• _Exercise_
Where a line of the listing below includes the word "markdown", reproduce that line.

(Task data Opens)

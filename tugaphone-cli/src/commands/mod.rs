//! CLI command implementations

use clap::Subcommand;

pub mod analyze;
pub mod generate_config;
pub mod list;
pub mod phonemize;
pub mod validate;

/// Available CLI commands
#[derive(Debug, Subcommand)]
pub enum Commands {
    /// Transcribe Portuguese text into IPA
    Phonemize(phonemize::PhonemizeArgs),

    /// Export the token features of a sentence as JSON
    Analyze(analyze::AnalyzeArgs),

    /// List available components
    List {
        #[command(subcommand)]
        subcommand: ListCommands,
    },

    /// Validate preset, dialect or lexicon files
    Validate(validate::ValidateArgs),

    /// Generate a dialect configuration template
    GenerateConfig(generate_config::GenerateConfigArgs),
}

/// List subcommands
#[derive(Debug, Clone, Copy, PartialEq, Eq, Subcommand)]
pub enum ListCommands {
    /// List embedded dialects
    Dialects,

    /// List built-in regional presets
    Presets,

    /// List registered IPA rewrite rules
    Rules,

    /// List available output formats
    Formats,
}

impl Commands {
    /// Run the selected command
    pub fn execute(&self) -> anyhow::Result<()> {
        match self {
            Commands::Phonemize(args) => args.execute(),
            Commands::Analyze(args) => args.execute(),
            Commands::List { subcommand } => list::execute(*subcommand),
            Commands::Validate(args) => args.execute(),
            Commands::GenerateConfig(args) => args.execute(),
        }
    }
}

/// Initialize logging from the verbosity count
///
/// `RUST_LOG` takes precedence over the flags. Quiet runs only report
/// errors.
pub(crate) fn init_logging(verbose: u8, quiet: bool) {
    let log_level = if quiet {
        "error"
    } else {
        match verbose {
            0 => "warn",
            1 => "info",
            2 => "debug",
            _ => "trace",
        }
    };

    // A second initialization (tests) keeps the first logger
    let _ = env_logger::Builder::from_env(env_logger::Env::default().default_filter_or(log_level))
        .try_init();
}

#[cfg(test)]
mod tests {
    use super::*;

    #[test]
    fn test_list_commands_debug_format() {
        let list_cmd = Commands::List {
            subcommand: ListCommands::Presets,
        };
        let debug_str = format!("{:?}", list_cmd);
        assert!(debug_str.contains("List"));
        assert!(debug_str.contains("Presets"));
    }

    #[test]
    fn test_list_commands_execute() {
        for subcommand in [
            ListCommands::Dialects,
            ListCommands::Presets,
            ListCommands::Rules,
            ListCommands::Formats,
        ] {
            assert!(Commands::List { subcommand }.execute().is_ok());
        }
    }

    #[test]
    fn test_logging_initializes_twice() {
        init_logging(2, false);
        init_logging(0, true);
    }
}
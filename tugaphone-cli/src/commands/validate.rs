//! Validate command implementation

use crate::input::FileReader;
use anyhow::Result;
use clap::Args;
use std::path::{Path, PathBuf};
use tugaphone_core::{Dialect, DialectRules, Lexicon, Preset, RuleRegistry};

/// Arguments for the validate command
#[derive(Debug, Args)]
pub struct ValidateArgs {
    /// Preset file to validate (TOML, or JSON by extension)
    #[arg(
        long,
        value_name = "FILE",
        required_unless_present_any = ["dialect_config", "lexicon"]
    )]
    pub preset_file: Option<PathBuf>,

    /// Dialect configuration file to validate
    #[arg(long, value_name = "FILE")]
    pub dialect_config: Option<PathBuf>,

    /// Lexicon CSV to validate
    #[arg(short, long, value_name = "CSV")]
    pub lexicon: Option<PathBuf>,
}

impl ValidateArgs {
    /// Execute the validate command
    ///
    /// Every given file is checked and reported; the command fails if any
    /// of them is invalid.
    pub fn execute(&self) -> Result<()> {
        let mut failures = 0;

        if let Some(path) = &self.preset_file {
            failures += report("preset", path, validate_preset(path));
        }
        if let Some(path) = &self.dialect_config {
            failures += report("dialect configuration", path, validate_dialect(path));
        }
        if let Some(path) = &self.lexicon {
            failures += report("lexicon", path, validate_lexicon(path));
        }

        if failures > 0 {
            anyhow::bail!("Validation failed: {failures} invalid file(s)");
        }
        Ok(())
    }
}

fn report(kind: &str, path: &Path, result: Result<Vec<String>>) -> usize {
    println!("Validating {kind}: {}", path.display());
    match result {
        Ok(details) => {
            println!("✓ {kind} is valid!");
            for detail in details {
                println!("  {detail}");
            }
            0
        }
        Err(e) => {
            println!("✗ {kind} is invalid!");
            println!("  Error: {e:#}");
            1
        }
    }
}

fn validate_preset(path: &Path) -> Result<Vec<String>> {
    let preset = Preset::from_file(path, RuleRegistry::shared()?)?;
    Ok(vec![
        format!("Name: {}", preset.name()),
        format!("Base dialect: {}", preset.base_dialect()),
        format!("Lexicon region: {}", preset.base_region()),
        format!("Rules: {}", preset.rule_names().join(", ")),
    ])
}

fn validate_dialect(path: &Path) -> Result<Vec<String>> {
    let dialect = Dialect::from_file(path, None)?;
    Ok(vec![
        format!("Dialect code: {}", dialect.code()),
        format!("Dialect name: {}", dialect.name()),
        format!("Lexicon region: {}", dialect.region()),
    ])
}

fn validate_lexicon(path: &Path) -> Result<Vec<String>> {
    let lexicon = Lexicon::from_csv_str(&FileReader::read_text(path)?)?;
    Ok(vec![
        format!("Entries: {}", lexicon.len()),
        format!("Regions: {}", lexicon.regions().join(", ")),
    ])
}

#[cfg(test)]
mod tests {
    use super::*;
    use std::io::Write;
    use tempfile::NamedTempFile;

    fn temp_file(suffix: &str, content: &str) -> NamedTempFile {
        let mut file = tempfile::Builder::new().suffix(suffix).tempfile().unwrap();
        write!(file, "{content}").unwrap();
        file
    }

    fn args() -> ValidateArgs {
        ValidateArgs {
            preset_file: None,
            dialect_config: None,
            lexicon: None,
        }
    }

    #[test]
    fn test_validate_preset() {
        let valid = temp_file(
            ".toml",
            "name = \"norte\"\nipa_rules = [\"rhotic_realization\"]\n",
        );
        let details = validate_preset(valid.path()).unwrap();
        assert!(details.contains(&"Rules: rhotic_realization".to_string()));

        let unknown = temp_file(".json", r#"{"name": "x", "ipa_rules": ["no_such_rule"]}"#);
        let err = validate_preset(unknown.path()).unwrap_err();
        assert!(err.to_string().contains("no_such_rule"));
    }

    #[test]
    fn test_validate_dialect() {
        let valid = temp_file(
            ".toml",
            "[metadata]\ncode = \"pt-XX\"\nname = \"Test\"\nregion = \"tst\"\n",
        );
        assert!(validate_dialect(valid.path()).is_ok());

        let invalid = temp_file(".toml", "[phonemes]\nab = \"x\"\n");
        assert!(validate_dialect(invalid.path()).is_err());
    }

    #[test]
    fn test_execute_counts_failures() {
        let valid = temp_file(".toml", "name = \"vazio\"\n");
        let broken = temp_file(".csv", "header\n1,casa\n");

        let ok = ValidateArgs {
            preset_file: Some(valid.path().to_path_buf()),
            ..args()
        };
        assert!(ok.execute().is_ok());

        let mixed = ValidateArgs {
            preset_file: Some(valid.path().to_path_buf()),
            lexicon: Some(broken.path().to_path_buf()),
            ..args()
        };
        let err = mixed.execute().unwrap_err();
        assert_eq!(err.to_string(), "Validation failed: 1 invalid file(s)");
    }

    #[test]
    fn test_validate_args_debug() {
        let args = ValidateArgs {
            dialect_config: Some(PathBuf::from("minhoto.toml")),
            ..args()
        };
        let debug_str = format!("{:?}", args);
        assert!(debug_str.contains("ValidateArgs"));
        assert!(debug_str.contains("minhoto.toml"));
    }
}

(Task data Closes)
(Task data Opens)

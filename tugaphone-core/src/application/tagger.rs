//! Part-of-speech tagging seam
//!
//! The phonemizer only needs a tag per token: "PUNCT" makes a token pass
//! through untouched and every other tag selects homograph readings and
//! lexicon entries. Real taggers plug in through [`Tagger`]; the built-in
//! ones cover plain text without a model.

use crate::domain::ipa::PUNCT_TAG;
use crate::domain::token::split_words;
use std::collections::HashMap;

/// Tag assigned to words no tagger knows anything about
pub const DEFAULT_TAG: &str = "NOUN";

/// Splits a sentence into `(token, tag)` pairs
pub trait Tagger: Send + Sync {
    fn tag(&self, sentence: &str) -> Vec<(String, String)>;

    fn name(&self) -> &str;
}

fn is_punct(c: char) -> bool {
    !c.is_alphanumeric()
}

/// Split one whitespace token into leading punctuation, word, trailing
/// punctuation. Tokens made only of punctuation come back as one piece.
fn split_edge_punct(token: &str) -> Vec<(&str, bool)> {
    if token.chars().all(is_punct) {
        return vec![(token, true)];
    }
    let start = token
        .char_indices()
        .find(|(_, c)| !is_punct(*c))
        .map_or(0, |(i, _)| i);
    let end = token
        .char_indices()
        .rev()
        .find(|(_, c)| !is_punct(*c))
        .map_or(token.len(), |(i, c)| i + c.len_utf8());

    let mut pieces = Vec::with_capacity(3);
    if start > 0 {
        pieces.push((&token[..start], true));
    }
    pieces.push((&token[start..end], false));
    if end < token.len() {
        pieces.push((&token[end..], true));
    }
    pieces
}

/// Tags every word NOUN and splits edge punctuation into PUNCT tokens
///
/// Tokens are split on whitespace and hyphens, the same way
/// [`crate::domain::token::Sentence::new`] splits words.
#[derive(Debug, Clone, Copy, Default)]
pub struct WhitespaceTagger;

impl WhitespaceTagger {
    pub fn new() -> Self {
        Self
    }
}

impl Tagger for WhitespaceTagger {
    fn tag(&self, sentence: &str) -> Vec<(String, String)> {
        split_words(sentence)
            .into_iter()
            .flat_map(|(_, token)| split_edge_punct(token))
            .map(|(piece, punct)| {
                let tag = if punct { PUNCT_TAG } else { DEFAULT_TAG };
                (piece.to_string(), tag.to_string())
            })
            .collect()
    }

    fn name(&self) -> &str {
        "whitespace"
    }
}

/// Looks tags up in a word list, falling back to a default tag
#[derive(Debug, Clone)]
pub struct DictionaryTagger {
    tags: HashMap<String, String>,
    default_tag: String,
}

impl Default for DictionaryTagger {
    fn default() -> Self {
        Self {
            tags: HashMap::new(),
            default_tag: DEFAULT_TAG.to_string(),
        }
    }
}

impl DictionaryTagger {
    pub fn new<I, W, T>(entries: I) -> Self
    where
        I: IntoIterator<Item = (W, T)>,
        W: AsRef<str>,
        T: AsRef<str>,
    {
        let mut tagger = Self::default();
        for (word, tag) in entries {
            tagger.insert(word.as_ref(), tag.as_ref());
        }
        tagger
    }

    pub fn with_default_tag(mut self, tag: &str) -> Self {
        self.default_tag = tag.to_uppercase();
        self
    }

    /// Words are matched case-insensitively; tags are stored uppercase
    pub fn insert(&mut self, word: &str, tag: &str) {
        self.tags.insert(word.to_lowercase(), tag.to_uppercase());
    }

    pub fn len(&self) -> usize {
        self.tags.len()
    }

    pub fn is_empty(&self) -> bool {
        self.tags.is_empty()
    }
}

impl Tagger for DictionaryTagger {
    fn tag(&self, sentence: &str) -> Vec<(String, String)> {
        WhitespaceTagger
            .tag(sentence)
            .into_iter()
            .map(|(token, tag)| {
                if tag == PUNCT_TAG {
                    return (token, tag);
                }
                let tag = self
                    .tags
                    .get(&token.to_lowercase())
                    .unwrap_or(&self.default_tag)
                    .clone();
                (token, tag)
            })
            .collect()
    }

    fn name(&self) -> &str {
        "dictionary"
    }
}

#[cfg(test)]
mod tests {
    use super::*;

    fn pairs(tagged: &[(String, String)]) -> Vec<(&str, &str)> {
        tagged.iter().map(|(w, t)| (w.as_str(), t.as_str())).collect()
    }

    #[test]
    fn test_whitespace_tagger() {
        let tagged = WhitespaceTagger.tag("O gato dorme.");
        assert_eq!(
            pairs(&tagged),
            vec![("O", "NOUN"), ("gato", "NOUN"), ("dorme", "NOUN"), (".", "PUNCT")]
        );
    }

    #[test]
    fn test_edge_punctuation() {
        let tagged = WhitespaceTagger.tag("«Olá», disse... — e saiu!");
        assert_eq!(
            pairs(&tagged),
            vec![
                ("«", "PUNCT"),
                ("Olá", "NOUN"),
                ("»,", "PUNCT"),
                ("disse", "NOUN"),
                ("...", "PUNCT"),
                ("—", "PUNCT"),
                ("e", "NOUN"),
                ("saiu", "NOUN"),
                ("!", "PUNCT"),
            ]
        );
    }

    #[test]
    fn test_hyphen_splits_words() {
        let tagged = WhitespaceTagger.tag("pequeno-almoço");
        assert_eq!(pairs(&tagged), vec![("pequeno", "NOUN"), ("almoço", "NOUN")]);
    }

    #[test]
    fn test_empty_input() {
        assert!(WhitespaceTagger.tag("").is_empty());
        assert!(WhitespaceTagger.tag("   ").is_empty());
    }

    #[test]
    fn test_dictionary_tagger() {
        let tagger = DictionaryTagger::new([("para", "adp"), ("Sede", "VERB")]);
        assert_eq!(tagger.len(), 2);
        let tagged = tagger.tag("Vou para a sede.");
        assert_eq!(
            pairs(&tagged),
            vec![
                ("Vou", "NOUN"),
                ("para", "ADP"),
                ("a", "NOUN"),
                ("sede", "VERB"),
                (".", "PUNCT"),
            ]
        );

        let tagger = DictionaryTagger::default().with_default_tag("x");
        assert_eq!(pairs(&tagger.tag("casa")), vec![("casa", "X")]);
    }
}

(Task data Closes)
(Task data Opens)

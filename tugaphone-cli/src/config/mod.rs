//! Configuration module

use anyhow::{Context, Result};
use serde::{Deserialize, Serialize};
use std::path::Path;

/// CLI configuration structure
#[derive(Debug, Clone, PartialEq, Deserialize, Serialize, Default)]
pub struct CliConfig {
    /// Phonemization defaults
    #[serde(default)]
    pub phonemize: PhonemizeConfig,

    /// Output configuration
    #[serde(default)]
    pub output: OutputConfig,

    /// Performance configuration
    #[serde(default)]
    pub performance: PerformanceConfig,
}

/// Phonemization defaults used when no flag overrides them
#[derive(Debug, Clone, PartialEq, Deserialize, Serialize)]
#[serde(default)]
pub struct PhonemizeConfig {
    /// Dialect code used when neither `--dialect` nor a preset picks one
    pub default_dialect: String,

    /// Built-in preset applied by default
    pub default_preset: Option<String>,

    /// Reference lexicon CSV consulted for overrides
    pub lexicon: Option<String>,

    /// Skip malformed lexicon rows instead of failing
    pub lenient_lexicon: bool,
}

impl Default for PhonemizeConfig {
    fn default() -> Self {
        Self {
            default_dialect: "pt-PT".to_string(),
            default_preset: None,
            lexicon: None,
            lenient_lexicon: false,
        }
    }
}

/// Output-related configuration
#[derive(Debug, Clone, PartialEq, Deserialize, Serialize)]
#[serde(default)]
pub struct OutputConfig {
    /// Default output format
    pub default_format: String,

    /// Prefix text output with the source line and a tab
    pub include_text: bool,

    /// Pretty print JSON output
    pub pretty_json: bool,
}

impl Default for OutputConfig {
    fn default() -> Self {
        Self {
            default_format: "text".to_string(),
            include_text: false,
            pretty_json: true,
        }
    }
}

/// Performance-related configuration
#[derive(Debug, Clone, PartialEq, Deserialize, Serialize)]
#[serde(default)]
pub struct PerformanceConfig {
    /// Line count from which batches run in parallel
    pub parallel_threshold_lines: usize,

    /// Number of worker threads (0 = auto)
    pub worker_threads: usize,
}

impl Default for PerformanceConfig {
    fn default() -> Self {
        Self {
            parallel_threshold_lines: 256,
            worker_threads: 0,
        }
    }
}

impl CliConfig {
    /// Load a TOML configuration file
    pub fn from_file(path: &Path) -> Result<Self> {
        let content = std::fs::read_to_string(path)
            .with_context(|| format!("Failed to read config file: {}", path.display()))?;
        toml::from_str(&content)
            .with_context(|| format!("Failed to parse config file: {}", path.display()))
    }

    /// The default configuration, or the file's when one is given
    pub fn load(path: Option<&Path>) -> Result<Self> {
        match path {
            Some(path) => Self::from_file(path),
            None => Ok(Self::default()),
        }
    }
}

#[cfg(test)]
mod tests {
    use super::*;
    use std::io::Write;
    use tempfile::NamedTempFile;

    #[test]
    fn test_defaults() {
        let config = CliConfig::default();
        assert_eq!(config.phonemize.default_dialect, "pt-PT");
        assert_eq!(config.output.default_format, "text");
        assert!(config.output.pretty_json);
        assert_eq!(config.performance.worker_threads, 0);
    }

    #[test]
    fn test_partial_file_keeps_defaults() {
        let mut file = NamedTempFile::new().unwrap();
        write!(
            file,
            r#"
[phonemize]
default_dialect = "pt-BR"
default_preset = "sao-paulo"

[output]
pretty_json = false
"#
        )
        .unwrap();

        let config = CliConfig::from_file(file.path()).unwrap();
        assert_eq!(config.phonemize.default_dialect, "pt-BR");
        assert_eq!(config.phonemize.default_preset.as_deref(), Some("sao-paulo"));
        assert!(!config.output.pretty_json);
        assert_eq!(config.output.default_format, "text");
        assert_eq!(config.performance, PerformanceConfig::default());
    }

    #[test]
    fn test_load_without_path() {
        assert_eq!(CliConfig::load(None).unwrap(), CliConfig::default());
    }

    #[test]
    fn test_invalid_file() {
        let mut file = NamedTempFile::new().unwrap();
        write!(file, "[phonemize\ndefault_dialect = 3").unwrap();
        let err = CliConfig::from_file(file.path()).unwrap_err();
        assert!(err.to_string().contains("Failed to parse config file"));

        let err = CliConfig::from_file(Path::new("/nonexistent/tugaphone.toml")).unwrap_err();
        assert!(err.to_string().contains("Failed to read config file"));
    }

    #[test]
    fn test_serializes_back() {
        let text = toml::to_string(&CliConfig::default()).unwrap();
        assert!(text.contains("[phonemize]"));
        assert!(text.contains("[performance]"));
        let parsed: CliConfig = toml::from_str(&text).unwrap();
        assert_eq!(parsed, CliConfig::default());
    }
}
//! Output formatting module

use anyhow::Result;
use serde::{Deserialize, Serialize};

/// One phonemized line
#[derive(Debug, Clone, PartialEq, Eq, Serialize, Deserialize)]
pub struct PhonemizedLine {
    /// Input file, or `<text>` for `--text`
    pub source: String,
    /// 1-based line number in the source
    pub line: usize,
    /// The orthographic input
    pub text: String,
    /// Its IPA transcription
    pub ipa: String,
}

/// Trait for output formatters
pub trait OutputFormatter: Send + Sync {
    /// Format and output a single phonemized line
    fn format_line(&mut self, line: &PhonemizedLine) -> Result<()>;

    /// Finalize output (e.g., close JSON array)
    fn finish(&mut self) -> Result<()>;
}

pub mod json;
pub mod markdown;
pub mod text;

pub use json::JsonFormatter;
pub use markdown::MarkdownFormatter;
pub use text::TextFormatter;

(Task data Closes)

• _Result of this exercise_
pub mod markdown;
pub use markdown::MarkdownFormatter;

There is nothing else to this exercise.